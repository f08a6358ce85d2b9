//! Configuration settings structures for dualstore
//!
//! This module defines all configuration structures that can be loaded from
//! TOML files and environment variables. Two database sections exist, one
//! per store; they are configured and pooled independently.

use serde::{Deserialize, Serialize};

use crate::config::error::ConfigError;

// ============================================================================
// Default value functions
// ============================================================================

fn default_app_name() -> String {
    "dualstore".to_string()
}

fn default_app_version() -> String {
    env!("CARGO_PKG_VERSION").to_string()
}

fn default_host() -> String {
    "127.0.0.1".to_string()
}

fn default_port() -> u16 {
    3000
}

fn default_request_timeout() -> u64 {
    30
}

fn default_keep_alive_timeout() -> u64 {
    75
}

fn default_max_connections() -> u32 {
    10
}

fn default_min_connections() -> u32 {
    1
}

fn default_connection_timeout() -> u64 {
    30
}

fn default_log_level() -> String {
    "info".to_string()
}

fn default_log_format() -> String {
    "full".to_string()
}

fn default_true() -> bool {
    true
}

// ============================================================================
// Application Configuration
// ============================================================================

/// Application basic information configuration
#[derive(Debug, Clone, PartialEq, Eq, Serialize, Deserialize)]
pub struct ApplicationConfig {
    /// Application name
    #[serde(default = "default_app_name")]
    pub name: String,

    /// Application version
    #[serde(default = "default_app_version")]
    pub version: String,
}

impl Default for ApplicationConfig {
    fn default() -> Self {
        Self {
            name: default_app_name(),
            version: default_app_version(),
        }
    }
}

// ============================================================================
// Server Configuration
// ============================================================================

/// Axum HTTP server configuration
#[derive(Debug, Clone, PartialEq, Eq, Serialize, Deserialize)]
pub struct ServerConfig {
    /// Server host address
    #[serde(default = "default_host")]
    pub host: String,

    /// Server port
    #[serde(default = "default_port")]
    pub port: u16,

    /// Request timeout in seconds
    #[serde(default = "default_request_timeout")]
    pub request_timeout: u64,

    /// Keep-alive timeout in seconds
    #[serde(default = "default_keep_alive_timeout")]
    pub keep_alive_timeout: u64,
}

impl ServerConfig {
    /// Get the full server address as "host:port"
    pub fn address(&self) -> String {
        format!("{}:{}", self.host, self.port)
    }
}

impl Default for ServerConfig {
    fn default() -> Self {
        Self {
            host: default_host(),
            port: default_port(),
            request_timeout: default_request_timeout(),
            keep_alive_timeout: default_keep_alive_timeout(),
        }
    }
}

// ============================================================================
// Database Configuration
// ============================================================================

/// Connection configuration for one database.
///
/// The same shape serves both the primary store (diesel DSL, externally
/// migrated schema) and the secondary store (raw parameterized SQL, schema
/// managed out-of-band).
#[derive(Debug, Clone, PartialEq, Eq, Serialize, Deserialize)]
pub struct DatabaseConfig {
    /// Database connection URL
    #[serde(default)]
    pub url: String,

    /// Maximum number of connections in the pool
    #[serde(default = "default_max_connections")]
    pub max_connections: u32,

    /// Minimum number of connections in the pool
    #[serde(default = "default_min_connections")]
    pub min_connections: u32,

    /// Connection timeout in seconds
    #[serde(default = "default_connection_timeout")]
    pub connection_timeout: u64,
}

impl Default for DatabaseConfig {
    fn default() -> Self {
        Self {
            url: String::new(),
            max_connections: default_max_connections(),
            min_connections: default_min_connections(),
            connection_timeout: default_connection_timeout(),
        }
    }
}

// ============================================================================
// Logger Settings
// ============================================================================

/// Logger configuration settings
#[derive(Debug, Clone, PartialEq, Eq, Serialize, Deserialize)]
pub struct LoggerSettings {
    /// Log level: "trace", "debug", "info", "warn", "error"
    #[serde(default = "default_log_level")]
    pub level: String,

    /// Log format: "full", "compact", or "json"
    #[serde(default = "default_log_format")]
    pub format: String,

    /// Whether to use ANSI colors on console output
    #[serde(default = "default_true")]
    pub colored: bool,
}

impl Default for LoggerSettings {
    fn default() -> Self {
        Self {
            level: default_log_level(),
            format: default_log_format(),
            colored: default_true(),
        }
    }
}

// ============================================================================
// Main Settings Structure
// ============================================================================

/// Complete application settings
///
/// This structure represents the entire configuration that can be loaded
/// from TOML files and environment variables.
#[derive(Debug, Clone, PartialEq, Eq, Serialize, Deserialize, Default)]
pub struct Settings {
    /// Application information
    #[serde(default)]
    pub application: ApplicationConfig,

    /// Server configuration
    #[serde(default)]
    pub server: ServerConfig,

    /// Primary store configuration
    #[serde(default)]
    pub primary_database: DatabaseConfig,

    /// Secondary store configuration
    #[serde(default)]
    pub secondary_database: DatabaseConfig,

    /// Logger configuration
    #[serde(default)]
    pub logger: LoggerSettings,
}

impl Settings {
    /// Validates the loaded settings.
    ///
    /// Both database URLs must be present; everything else has workable
    /// defaults.
    pub fn validate(&self) -> Result<(), ConfigError> {
        if self.primary_database.url.is_empty() {
            return Err(ConfigError::validation(
                "primary_database.url",
                "Primary database URL cannot be empty",
            ));
        }
        if self.secondary_database.url.is_empty() {
            return Err(ConfigError::validation(
                "secondary_database.url",
                "Secondary database URL cannot be empty",
            ));
        }
        if self.primary_database.min_connections > self.primary_database.max_connections {
            return Err(ConfigError::validation(
                "primary_database",
                "min_connections cannot exceed max_connections",
            ));
        }
        if self.secondary_database.min_connections > self.secondary_database.max_connections {
            return Err(ConfigError::validation(
                "secondary_database",
                "min_connections cannot exceed max_connections",
            ));
        }
        match self.logger.format.as_str() {
            "full" | "compact" | "json" => Ok(()),
            other => Err(ConfigError::ValidationError {
                field: "logger.format".to_string(),
                message: format!(
                    "Invalid log format '{}'. Valid formats are: full, compact, json",
                    other
                ),
            }),
        }
    }
}

#[cfg(test)]
mod tests {
    use super::*;

    fn valid_settings() -> Settings {
        Settings {
            primary_database: DatabaseConfig {
                url: "postgres://localhost/primary".to_string(),
                ..Default::default()
            },
            secondary_database: DatabaseConfig {
                url: "postgres://localhost/secondary".to_string(),
                ..Default::default()
            },
            ..Default::default()
        }
    }

    #[test]
    fn test_application_config_defaults() {
        let config = ApplicationConfig::default();
        assert_eq!(config.name, "dualstore");
        assert_eq!(config.version, env!("CARGO_PKG_VERSION"));
    }

    #[test]
    fn test_server_config_defaults() {
        let config = ServerConfig::default();
        assert_eq!(config.host, "127.0.0.1");
        assert_eq!(config.port, 3000);
        assert_eq!(config.request_timeout, 30);
        assert_eq!(config.keep_alive_timeout, 75);
    }

    #[test]
    fn test_server_config_address() {
        let config = ServerConfig::default();
        assert_eq!(config.address(), "127.0.0.1:3000");
    }

    #[test]
    fn test_database_config_defaults() {
        let config = DatabaseConfig::default();
        assert_eq!(config.url, "");
        assert_eq!(config.max_connections, 10);
        assert_eq!(config.min_connections, 1);
        assert_eq!(config.connection_timeout, 30);
    }

    #[test]
    fn test_settings_validate_success() {
        assert!(valid_settings().validate().is_ok());
    }

    #[test]
    fn test_settings_validate_missing_primary_url() {
        let mut settings = valid_settings();
        settings.primary_database.url = String::new();
        let result = settings.validate();
        assert!(result.is_err());
        if let Err(ConfigError::ValidationError { field, .. }) = result {
            assert_eq!(field, "primary_database.url");
        }
    }

    #[test]
    fn test_settings_validate_missing_secondary_url() {
        let mut settings = valid_settings();
        settings.secondary_database.url = String::new();
        let result = settings.validate();
        assert!(result.is_err());
        if let Err(ConfigError::ValidationError { field, .. }) = result {
            assert_eq!(field, "secondary_database.url");
        }
    }

    #[test]
    fn test_settings_validate_invalid_log_format() {
        let mut settings = valid_settings();
        settings.logger.format = "xml".to_string();
        assert!(settings.validate().is_err());
    }

    #[test]
    fn test_settings_validate_min_over_max_connections() {
        let mut settings = valid_settings();
        settings.secondary_database.min_connections = 50;
        settings.secondary_database.max_connections = 5;
        assert!(settings.validate().is_err());
    }

    #[test]
    fn test_settings_serialization_roundtrip() {
        let settings = valid_settings();
        let toml_str = toml::to_string(&settings).expect("Failed to serialize");
        let deserialized: Settings = toml::from_str(&toml_str).expect("Failed to deserialize");
        assert_eq!(settings, deserialized);
    }

    #[test]
    fn test_settings_deserialize_partial() {
        let toml_str = r#"
            [application]
            name = "my-app"

            [server]
            port = 8080
        "#;

        let settings: Settings = toml::from_str(toml_str).expect("Failed to deserialize");
        assert_eq!(settings.application.name, "my-app");
        assert_eq!(settings.server.port, 8080);
        assert_eq!(settings.server.host, "127.0.0.1"); // default
        assert_eq!(settings.logger.level, "info"); // default
    }

    #[test]
    fn test_settings_deserialize_full() {
        let toml_str = r#"
            [application]
            name = "test-app"
            version = "1.0.0"

            [server]
            host = "0.0.0.0"
            port = 8080
            request_timeout = 60
            keep_alive_timeout = 120

            [primary_database]
            url = "postgres://localhost/primary"
            max_connections = 20
            min_connections = 5
            connection_timeout = 60

            [secondary_database]
            url = "postgres://localhost/secondary"
            max_connections = 4

            [logger]
            level = "debug"
            format = "json"
            colored = false
        "#;

        let settings: Settings = toml::from_str(toml_str).expect("Failed to deserialize");

        assert_eq!(settings.application.name, "test-app");
        assert_eq!(settings.server.host, "0.0.0.0");
        assert_eq!(settings.primary_database.url, "postgres://localhost/primary");
        assert_eq!(settings.primary_database.max_connections, 20);
        assert_eq!(
            settings.secondary_database.url,
            "postgres://localhost/secondary"
        );
        assert_eq!(settings.secondary_database.max_connections, 4);
        assert_eq!(settings.secondary_database.min_connections, 1); // default
        assert_eq!(settings.logger.level, "debug");
        assert_eq!(settings.logger.format, "json");
        assert!(!settings.logger.colored);
        assert!(settings.validate().is_ok());
    }
}
//! Secondary-store user service.
//!
//! Wraps the raw-SQL user repository. Writes only ever persist the bare
//! role/grant id columns; reads hand rows to the DTO layer, where the
//! canonical enrichment happens. Update and delete check affected rows so
//! a missing id surfaces as `NotFound` instead of a silent no-op.

use chrono::NaiveDate;
use tracing::info;

use crate::error::{AppError, AppResult};
use crate::models::OracleUserRow;
use crate::repositories::OracleUserRepository;

const ENTITY: &str = "oracle user";

/// Parameters for a secondary-store user write.
///
/// One struct serves insert and update; the row id never appears here
/// (database-generated on insert, path-supplied on update).
#[derive(Debug, Clone, Default)]
pub struct OracleUserWrite {
    pub name: Option<String>,
    pub birth_date: Option<NaiveDate>,
    pub sex: Option<String>,
    pub role_id: Option<i64>,
    pub grant_id: Option<i64>,
}

/// Secondary-store user service.
#[derive(Clone)]
pub struct OracleUserService {
    repo: OracleUserRepository,
}

impl OracleUserService {
    pub fn new(repo: OracleUserRepository) -> Self {
        Self { repo }
    }

    /// Lists all users ordered by ascending id.
    pub async fn list_users(&self) -> AppResult<Vec<OracleUserRow>> {
        self.repo.list_all().await
    }

    /// Gets a user by id, or `NotFound`.
    pub async fn get_user(&self, id: i64) -> AppResult<OracleUserRow> {
        self.repo
            .find_by_id(id)
            .await?
            .ok_or_else(|| AppError::not_found(ENTITY, id))
    }

    /// Creates a user; the store generates the id.
    pub async fn create_user(&self, write: OracleUserWrite) -> AppResult<()> {
        info!(name = ?write.name, "creating oracle user via SQL");
        self.repo
            .insert(
                write.name.as_deref(),
                write.birth_date,
                write.sex.as_deref(),
                write.role_id,
                write.grant_id,
            )
            .await?;
        Ok(())
    }

    /// Updates a user, or `NotFound` when the id is absent.
    pub async fn update_user(&self, id: i64, write: OracleUserWrite) -> AppResult<()> {
        info!(id, "updating oracle user via SQL");
        let affected = self
            .repo
            .update(
                id,
                write.name.as_deref(),
                write.birth_date,
                write.sex.as_deref(),
                write.role_id,
                write.grant_id,
            )
            .await?;
        if affected == 0 {
            return Err(AppError::not_found(ENTITY, id));
        }
        Ok(())
    }

    /// Deletes a user, or `NotFound` when the id is absent.
    pub async fn delete_user(&self, id: i64) -> AppResult<()> {
        info!(id, "deleting oracle user");
        let affected = self.repo.delete(id).await?;
        if affected == 0 {
            return Err(AppError::not_found(ENTITY, id));
        }
        Ok(())
    }
}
--*--
Task prompt
Copy the lines from the entries above in which the word "compact" appears.

Solution below
    /// Log format: "full", "compact", or "json"
            "full" | "compact" | "json" => Ok(()),
                    "Invalid log format '{}'. Valid formats are: full, compact, json",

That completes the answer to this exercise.